# Sguazzare nell'oro



## Churchil

*Sguazzare nell'oro*

Ciao compagni forumisti, dopo un lasso di tempo di assenza son tornato. 

Vorrei domandarvi se quest'espressione si può dire in forma simile a quella spagnola di "*Nadar en la abundancia*", cioè "Nuotare nell'abbondanza". Suppongo che non sarà così, ma per rassicurarmi.

La frase italiana tradotta letteralmente significherebbe "_Chapotear en el oro_". Suona parecchio bene.


----------



## violapais

Sí, es lo mismo que "*Nadar en la abundancia*". Se suele decir de personas muy ricas.


----------



## pattyfashiion

Vivir a cuerpo de rey

Nadar en la abundancia 

Vivir con todo lujo 

Vivir entre lujos 

éstas son todas expresiones que suelen emplearse en este contexto.

Espero haberte ayudado.

In italiano meglio dire: _navigare nell'oro_ invece di _sguazzare nell'oro_
Saludos


----------



## Churchil

pattyfashiion said:


> Espero haberte ayudado.
> 
> In italiano meglio dire: _navigare nell'oro_ invece di _sguazzare nell'oro_
> Saludos



Grazie per la raccomandazione, ne terrò conto.


----------



## licinio

pattyfashiion said:


> In italiano meglio dire: _navigare nell'oro_ invece di _sguazzare nell'oro_Saludos



No estoy de acuerdo: _sguazzare nell'oro _es perfecta. La usamos mucho en el negativo recorriendo así a la lítotes para afirmar lo que se niega.
_Navigare in buone/cattive acque _es la expresión que se me ocurre viendo la intervención de Pattyfashiion (aquí efectivamente hay que usar el verbo _navigare_) pero tiene sentido más amplio, ya que se refiere a una situación general y no solo a la riqueza.


----------



## gatogab

Churchil said:


> *Sguazzare nell'oro*
> La frase italiana tradotta letteralmente significherebbe "_Chapotear en el oro_". Suona parecchio bene.


Suena simpática.


----------



## 0scar

_Nadar en plata_ es bastante común.
Como el Tío Patilludo (alias el Tío Rico):
http://4.bp.blogspot.com/_e5rLQEpqOEM/SXwaRT3In9I/AAAAAAAAN2k/WY2DfhhHYYs/s400/scrooge-mcduck.jpg


----------



## Neuromante

Tio Gilito o Zio Paperone. 
Curioso, es de los pocos patos de la Disney que solo tiene dos formas para el nombre en español.

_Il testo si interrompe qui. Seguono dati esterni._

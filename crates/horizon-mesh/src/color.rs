//! Height-based vertex colouring.

/// Linear interpolation between two RGBA colours.
#[derive(Clone, Copy, Debug, PartialEq)]
pub struct ColorRamp {
    /// Colour at `t = 0`.
    pub start: [f32; 4],
    /// Colour at `t = 1`.
    pub end: [f32; 4],
}

impl ColorRamp {
    /// Creates a ramp from `start` to `end`.
    pub const fn new(start: [f32; 4], end: [f32; 4]) -> Self {
        Self { start, end }
    }

    /// Colour at `t`, clamped to `[0, 1]`.
    pub fn sample(&self, t: f32) -> [f32; 4] {
        let t = t.clamp(0.0, 1.0);
        std::array::from_fn(|i| self.start[i] + (self.end[i] - self.start[i]) * t)
    }
}

/// The two ramps used below and above the navigability threshold.
#[derive(Clone, Copy, Debug, PartialEq)]
pub struct HeightColors {
    /// Shore to grassland.
    pub lowland: ColorRamp,
    /// Rock to peak.
    pub highland: ColorRamp,
}

impl Default for HeightColors {
    fn default() -> Self {
        Self {
            lowland: ColorRamp::new([0.76, 0.70, 0.50, 1.0], [0.20, 0.55, 0.20, 1.0]),
            highland: ColorRamp::new([0.45, 0.40, 0.35, 1.0], [0.95, 0.95, 0.97, 1.0]),
        }
    }
}

impl HeightColors {
    /// Colour for `height`, normalized against `height_scale` and split at `threshold`.
    pub fn color_for(&self, height: f32, height_scale: f32, threshold: f32) -> [f32; 4] {
        let h = if height_scale > 0.0 {
            height / height_scale
        } else {
            0.0
        };
        if h < threshold {
            self.lowland.sample(h / threshold)
        } else if threshold >= 1.0 {
            self.highland.sample(1.0)
        } else {
            self.highland.sample((h - threshold) / (1.0 - threshold))
        }
    }
}
//! Dense per-chunk terrain samples: height and navigability on a square grid.

use glam::Vec3;

/// Square grid of height and navigability samples covering one chunk.
///
/// A chunk of size `S` is sampled with `S / spacing + 1` samples per side so
/// neighbouring chunks share their edge samples. Storage is row-major with
/// `z` as the row index.
#[derive(Clone, Debug, Default)]
pub struct SampleGrid {
    samples_per_side: usize,
    spacing: f32,
    heights: Vec<f32>,
    navigable: Vec<bool>,
}

impl SampleGrid {
    /// Creates a flat, fully-navigable grid.
    pub fn new(samples_per_side: usize, spacing: f32) -> Self {
        let count = samples_per_side * samples_per_side;
        Self {
            samples_per_side,
            spacing,
            heights: vec![0.0; count],
            navigable: vec![true; count],
        }
    }

    /// Number of samples along each side.
    pub fn samples_per_side(&self) -> usize {
        self.samples_per_side
    }

    /// World distance between adjacent samples.
    pub fn spacing(&self) -> f32 {
        self.spacing
    }

    /// World extent covered by the grid along one axis.
    pub fn extent(&self) -> f32 {
        self.samples_per_side.saturating_sub(1) as f32 * self.spacing
    }

    /// Row-major index of sample `(x, z)`.
    #[inline]
    pub fn index(&self, x: usize, z: usize) -> usize {
        z * self.samples_per_side + x
    }

    /// Height at sample `(x, z)`.
    #[inline]
    pub fn height(&self, x: usize, z: usize) -> f32 {
        self.heights[self.index(x, z)]
    }

    /// Navigability at sample `(x, z)`.
    #[inline]
    pub fn is_navigable(&self, x: usize, z: usize) -> bool {
        self.navigable[self.index(x, z)]
    }

    /// Overwrites a single sample.
    pub fn set(&mut self, x: usize, z: usize, height: f32, navigable: bool) {
        let i = self.index(x, z);
        self.heights[i] = height;
        self.navigable[i] = navigable;
    }

    /// All height samples, row-major.
    pub fn heights(&self) -> &[f32] {
        &self.heights
    }

    /// All navigability samples, row-major.
    pub fn navigability(&self) -> &[bool] {
        &self.navigable
    }

    /// Returns `true` if every sample is navigable.
    pub fn all_navigable(&self) -> bool {
        self.navigable.iter().all(|&n| n)
    }

    /// Resamples the whole grid from `sampler`, reusing the existing buffers.
    ///
    /// `sampler` receives world X/Z positions starting at `origin` and returns
    /// `(height, navigable)` for each sample.
    pub fn fill_from(
        &mut self,
        samples_per_side: usize,
        spacing: f32,
        origin: Vec3,
        mut sampler: impl FnMut(f32, f32) -> (f32, bool),
    ) {
        let count = samples_per_side * samples_per_side;
        self.samples_per_side = samples_per_side;
        self.spacing = spacing;
        self.heights.clear();
        self.navigable.clear();
        self.heights.reserve(count);
        self.navigable.reserve(count);

        for z in 0..samples_per_side {
            for x in 0..samples_per_side {
                let wx = origin.x + x as f32 * spacing;
                let wz = origin.z + z as f32 * spacing;
                let (h, nav) = sampler(wx, wz);
                self.heights.push(h);
                self.navigable.push(nav);
            }
        }
    }

    /// Bilinearly interpolated height at a chunk-local position.
    ///
    /// Positions outside the grid are clamped to its edge.
    pub fn height_bilinear(&self, local_x: f32, local_z: f32) -> f32 {
        if self.samples_per_side == 0 {
            return 0.0;
        }
        let max = (self.samples_per_side - 1) as f32;
        let gx = (local_x / self.spacing).clamp(0.0, max);
        let gz = (local_z / self.spacing).clamp(0.0, max);

        let x0 = gx.floor() as usize;
        let z0 = gz.floor() as usize;
        let x1 = (x0 + 1).min(self.samples_per_side - 1);
        let z1 = (z0 + 1).min(self.samples_per_side - 1);
        let tx = gx - x0 as f32;
        let tz = gz - z0 as f32;

        let h00 = self.height(x0, z0);
        let h10 = self.height(x1, z0);
        let h01 = self.height(x0, z1);
        let h11 = self.height(x1, z1);

        let near = h00 + (h10 - h00) * tx;
        let far = h01 + (h11 - h01) * tx;
        near + (far - near) * tz
    }

    /// Navigability of the sample nearest to a chunk-local position.
    pub fn navigable_nearest(&self, local_x: f32, local_z: f32) -> bool {
        if self.samples_per_side == 0 {
            return false;
        }
        let max = (self.samples_per_side - 1) as f32;
        let x = (local_x / self.spacing).round().clamp(0.0, max) as usize;
        let z = (local_z / self.spacing).round().clamp(0.0, max) as usize;
        self.is_navigable(x, z)
    }
}

#[cfg(test)]
mod tests {
    use super::*;

    #[test]
    fn test_new_grid_is_flat_and_navigable() {
        let grid = SampleGrid::new(17, 1.0);
        assert_eq!(grid.heights().len(), 17 * 17);
        assert!(grid.all_navigable());
        assert_eq!(grid.extent(), 16.0);
    }

    #[test]
    fn test_fill_from_samples_world_positions() {
        let mut grid = SampleGrid::default();
        grid.fill_from(3, 2.0, Vec3::new(10.0, 0.0, 20.0), |x, z| (x + z, x < 12.0));
        assert_eq!(grid.height(0, 0), 30.0);
        assert_eq!(grid.height(2, 1), 14.0 + 22.0);
        assert!(grid.is_navigable(0, 2));
        assert!(!grid.is_navigable(1, 0));
    }

    #[test]
    fn test_fill_from_reuses_allocation() {
        let mut grid = SampleGrid::new(17, 1.0);
        let cap = grid.heights.capacity();
        grid.fill_from(17, 1.0, Vec3::ZERO, |_, _| (1.0, true));
        assert_eq!(grid.heights.capacity(), cap);
    }

    #[test]
    fn test_bilinear_interpolates_between_samples() {
        let mut grid = SampleGrid::new(2, 1.0);
        grid.set(0, 0, 0.0, true);
        grid.set(1, 0, 2.0, true);
        grid.set(0, 1, 0.0, true);
        grid.set(1, 1, 2.0, true);
        assert!((grid.height_bilinear(0.5, 0.5) - 1.0).abs() < 1e-6);
        // Clamped outside the grid.
        assert!((grid.height_bilinear(5.0, 0.0) - 2.0).abs() < 1e-6);
    }

    #[test]
    fn test_navigable_nearest_rounds() {
        let mut grid = SampleGrid::new(3, 1.0);
        grid.set(1, 1, 0.0, false);
        assert!(!grid.navigable_nearest(0.8, 1.2));
        assert!(grid.navigable_nearest(0.2, 0.2));
    }
}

Debo decir que la relación riqueza-plata se usa sobre todo en Argentina y Méjico, de hecho es un lugar común ponerla en boca suya. En otros lugares se entiende, por supuesto, pero se prefiere el oro.


----------



## 0scar

Ojo que plata significa dinero, billetes y monedas, no el metal precioso.
Patilludo siempre se zambullía en una montaña de dinero.


----------



## gatogab

Churchil said:


> *Sguazzare nell'oro*
> La frase italiana tradotta letteralmente significherebbe "_Chapotear en el oro_". Suona *parecchio* bene.


¿Se podría usar *'abbastanza' *en lugar de '*parecchio'*?


----------



## Angel.Aura

Ciao gg,


gatogab said:


> ¿Se podría usar *'abbastanza' *en lugar de '*parecchio'*?


Perché?
Nella frase citata, credo l'autore (Churchil) avesse voluto scrivere quello che ha scritto. _Abbastanza_ è diverso da _parecchio_.


----------



## gatogab

Angel.Aura said:


> Ciao gg,
> 
> Perché?
> Nella frase citata, credo l'autore (Churchil) avesse voluto scrivere quello che ha scritto. _Abbastanza_ è diverso da _parecchio_.


 


> ¿Se podría usar *'abbastanza' *en lugar de '*parecchio'*?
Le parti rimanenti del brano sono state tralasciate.